TASK DIRECTIONS -> List each line of the data in which the string "from" appears.

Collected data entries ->

++++++

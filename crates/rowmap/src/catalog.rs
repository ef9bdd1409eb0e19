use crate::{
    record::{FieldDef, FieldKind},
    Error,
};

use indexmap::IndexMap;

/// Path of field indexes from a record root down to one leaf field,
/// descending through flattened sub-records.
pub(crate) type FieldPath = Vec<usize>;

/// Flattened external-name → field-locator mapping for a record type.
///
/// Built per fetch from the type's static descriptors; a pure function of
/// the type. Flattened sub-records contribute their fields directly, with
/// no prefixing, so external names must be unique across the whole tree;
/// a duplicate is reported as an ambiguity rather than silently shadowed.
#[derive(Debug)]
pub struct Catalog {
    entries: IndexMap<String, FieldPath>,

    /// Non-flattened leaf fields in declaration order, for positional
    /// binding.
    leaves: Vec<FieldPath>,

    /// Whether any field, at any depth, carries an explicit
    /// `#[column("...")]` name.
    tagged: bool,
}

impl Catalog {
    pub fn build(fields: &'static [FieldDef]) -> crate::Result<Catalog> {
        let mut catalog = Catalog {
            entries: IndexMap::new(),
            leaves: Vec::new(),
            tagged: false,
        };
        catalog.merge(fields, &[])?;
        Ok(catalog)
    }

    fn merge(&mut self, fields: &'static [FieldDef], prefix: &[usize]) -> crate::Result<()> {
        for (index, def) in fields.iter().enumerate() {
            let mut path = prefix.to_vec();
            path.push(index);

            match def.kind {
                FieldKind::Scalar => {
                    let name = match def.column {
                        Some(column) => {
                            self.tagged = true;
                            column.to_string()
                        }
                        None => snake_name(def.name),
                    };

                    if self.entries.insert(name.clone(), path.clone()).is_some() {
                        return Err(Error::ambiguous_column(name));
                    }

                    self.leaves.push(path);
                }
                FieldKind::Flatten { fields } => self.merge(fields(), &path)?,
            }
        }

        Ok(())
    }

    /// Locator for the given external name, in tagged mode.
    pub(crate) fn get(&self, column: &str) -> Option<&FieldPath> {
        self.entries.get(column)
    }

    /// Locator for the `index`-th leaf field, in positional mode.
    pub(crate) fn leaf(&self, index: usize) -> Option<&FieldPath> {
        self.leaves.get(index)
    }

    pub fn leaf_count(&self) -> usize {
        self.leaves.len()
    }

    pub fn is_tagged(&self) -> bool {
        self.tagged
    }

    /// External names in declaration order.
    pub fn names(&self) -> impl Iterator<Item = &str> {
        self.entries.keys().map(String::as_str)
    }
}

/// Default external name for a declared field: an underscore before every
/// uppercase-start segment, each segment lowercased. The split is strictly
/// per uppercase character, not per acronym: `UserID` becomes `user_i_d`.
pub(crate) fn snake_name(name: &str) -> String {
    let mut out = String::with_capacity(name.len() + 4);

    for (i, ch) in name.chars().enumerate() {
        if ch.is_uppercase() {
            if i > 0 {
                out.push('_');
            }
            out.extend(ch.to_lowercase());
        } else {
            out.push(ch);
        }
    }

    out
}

++++++

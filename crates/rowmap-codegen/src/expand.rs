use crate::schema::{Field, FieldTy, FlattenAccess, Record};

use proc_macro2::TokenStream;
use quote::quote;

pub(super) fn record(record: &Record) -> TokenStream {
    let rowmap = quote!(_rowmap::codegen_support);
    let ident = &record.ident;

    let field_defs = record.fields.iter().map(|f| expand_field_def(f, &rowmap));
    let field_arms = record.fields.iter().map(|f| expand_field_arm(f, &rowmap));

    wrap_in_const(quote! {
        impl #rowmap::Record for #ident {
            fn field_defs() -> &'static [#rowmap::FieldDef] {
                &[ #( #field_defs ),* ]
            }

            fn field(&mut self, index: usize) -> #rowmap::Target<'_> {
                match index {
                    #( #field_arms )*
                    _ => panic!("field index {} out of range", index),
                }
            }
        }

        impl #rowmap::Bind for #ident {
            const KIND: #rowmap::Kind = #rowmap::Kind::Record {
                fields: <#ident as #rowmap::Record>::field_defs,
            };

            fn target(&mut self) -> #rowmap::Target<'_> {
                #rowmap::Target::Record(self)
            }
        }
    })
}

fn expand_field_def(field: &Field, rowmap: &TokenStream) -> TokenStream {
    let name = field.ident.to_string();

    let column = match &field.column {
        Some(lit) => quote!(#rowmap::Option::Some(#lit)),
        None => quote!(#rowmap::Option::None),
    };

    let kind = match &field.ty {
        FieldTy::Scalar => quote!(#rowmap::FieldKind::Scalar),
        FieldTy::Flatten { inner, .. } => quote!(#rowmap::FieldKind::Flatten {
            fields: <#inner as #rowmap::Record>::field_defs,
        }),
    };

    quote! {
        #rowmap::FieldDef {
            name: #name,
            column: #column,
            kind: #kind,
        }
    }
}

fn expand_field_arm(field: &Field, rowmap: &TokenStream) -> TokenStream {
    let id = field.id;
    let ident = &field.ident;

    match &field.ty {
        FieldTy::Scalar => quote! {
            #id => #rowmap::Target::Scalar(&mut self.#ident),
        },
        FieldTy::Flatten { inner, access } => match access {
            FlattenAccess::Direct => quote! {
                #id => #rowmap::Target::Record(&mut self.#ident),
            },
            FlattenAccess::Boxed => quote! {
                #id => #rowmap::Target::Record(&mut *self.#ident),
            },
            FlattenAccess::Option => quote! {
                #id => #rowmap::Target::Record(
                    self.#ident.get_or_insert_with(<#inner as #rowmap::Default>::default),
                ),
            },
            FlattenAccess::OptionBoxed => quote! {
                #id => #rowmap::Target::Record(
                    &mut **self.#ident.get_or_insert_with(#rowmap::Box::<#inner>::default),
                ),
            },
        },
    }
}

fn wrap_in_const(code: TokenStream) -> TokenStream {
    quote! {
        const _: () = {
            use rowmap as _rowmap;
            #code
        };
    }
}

++++++

RESPONSE TO THIS EXERCISE ->
/// Path of field indexes from a record root down to one leaf field,
/// Built per fetch from the type's static descriptors; a pure function of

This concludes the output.